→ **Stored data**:
=== Begin Enclosure ===

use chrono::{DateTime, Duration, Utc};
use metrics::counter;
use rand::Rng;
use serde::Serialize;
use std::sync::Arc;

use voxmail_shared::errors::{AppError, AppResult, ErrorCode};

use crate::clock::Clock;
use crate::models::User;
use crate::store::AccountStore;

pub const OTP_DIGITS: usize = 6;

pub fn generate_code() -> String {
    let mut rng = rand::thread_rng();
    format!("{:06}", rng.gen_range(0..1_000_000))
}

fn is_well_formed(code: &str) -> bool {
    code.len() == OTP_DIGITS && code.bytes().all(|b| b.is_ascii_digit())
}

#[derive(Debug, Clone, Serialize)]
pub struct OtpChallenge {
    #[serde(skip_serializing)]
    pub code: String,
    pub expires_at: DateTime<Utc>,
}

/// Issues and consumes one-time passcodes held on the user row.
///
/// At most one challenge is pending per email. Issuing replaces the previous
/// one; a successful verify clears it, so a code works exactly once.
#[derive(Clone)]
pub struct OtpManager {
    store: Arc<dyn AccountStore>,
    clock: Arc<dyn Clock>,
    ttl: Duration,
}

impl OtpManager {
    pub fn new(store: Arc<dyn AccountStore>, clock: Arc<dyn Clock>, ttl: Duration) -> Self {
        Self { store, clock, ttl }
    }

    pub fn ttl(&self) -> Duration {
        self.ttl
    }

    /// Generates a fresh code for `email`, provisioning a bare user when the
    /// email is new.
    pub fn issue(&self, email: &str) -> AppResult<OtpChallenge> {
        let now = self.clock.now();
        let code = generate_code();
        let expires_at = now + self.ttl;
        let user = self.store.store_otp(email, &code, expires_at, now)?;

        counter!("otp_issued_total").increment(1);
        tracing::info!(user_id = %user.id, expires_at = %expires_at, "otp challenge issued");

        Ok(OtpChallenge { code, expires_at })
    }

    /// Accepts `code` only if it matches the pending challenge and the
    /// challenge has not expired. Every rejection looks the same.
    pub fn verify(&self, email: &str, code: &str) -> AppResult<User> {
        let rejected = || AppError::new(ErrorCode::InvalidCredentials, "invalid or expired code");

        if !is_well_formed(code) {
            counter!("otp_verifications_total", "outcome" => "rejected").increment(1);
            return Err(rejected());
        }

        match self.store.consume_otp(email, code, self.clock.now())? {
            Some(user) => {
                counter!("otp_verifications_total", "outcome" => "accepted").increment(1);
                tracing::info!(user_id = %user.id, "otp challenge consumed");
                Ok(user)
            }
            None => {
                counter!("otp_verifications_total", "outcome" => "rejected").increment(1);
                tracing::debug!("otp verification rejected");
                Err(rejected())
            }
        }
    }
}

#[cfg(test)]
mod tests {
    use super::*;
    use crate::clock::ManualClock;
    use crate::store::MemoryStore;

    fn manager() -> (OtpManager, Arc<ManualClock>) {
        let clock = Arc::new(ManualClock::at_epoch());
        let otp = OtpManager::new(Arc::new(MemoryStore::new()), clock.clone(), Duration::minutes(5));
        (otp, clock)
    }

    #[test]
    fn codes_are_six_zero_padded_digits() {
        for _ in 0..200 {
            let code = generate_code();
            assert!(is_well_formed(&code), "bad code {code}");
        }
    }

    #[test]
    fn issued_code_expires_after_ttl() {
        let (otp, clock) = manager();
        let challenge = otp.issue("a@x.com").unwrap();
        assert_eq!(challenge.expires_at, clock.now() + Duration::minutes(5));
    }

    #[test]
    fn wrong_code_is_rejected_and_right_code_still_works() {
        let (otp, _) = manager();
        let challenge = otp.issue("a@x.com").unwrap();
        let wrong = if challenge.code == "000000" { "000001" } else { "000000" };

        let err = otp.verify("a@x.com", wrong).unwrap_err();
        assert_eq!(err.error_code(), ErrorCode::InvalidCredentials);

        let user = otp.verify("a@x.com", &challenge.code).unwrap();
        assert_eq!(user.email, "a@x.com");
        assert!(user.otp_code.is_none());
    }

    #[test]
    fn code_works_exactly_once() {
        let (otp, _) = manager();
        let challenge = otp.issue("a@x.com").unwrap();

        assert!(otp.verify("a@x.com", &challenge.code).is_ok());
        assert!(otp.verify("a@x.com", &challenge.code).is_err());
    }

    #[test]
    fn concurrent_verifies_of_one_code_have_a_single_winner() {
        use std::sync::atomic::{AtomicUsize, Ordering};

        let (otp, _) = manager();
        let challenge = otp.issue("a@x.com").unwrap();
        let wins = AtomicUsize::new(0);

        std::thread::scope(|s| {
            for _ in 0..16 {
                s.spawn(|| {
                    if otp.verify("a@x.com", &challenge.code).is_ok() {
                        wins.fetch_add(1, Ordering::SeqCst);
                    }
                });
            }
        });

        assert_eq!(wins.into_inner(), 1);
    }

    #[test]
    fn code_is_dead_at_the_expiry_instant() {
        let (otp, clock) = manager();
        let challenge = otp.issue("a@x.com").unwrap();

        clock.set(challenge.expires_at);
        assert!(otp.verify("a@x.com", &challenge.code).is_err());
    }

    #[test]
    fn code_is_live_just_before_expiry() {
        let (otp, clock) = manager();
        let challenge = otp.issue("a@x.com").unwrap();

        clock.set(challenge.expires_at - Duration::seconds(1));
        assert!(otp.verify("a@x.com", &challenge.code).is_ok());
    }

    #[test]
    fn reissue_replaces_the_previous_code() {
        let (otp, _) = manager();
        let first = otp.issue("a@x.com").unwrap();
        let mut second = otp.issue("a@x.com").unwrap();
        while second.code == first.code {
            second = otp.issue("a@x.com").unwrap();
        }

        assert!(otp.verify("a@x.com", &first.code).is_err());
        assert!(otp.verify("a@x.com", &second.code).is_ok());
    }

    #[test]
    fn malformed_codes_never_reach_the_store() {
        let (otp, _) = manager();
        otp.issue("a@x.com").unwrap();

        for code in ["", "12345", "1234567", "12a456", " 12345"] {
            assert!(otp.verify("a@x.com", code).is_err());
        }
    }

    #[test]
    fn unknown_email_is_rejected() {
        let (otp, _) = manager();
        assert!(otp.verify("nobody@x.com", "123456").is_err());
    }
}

=== End Enclosure ===
=== Begin Enclosure ===

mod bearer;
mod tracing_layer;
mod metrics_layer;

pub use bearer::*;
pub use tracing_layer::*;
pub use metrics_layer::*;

=== End Enclosure ===
=== Begin Enclosure ===

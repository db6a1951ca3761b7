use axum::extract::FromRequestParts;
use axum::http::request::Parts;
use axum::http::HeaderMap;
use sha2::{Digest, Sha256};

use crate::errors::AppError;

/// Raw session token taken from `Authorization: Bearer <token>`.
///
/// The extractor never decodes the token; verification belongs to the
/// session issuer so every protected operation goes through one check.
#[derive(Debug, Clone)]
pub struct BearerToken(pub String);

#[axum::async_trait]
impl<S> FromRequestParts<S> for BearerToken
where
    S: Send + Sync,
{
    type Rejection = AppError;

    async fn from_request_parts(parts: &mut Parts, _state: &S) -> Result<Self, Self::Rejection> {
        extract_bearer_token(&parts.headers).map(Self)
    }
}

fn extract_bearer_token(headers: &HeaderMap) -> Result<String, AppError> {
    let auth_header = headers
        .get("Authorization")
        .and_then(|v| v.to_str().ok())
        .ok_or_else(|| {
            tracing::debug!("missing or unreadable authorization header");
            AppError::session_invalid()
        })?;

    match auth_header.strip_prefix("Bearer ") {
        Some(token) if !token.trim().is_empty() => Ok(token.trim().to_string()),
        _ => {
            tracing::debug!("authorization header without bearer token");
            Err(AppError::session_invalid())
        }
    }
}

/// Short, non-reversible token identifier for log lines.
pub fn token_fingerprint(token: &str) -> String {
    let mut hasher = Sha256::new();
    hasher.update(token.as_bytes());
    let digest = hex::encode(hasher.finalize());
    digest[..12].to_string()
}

=== End Enclosure ===

Look through the entries above, and wherever a line holds the word "AccountStore", copy it.

use crate::store::AccountStore;
    store: Arc<dyn AccountStore>,
    pub fn new(store: Arc<dyn AccountStore>, clock: Arc<dyn Clock>, ttl: Duration) -> Self {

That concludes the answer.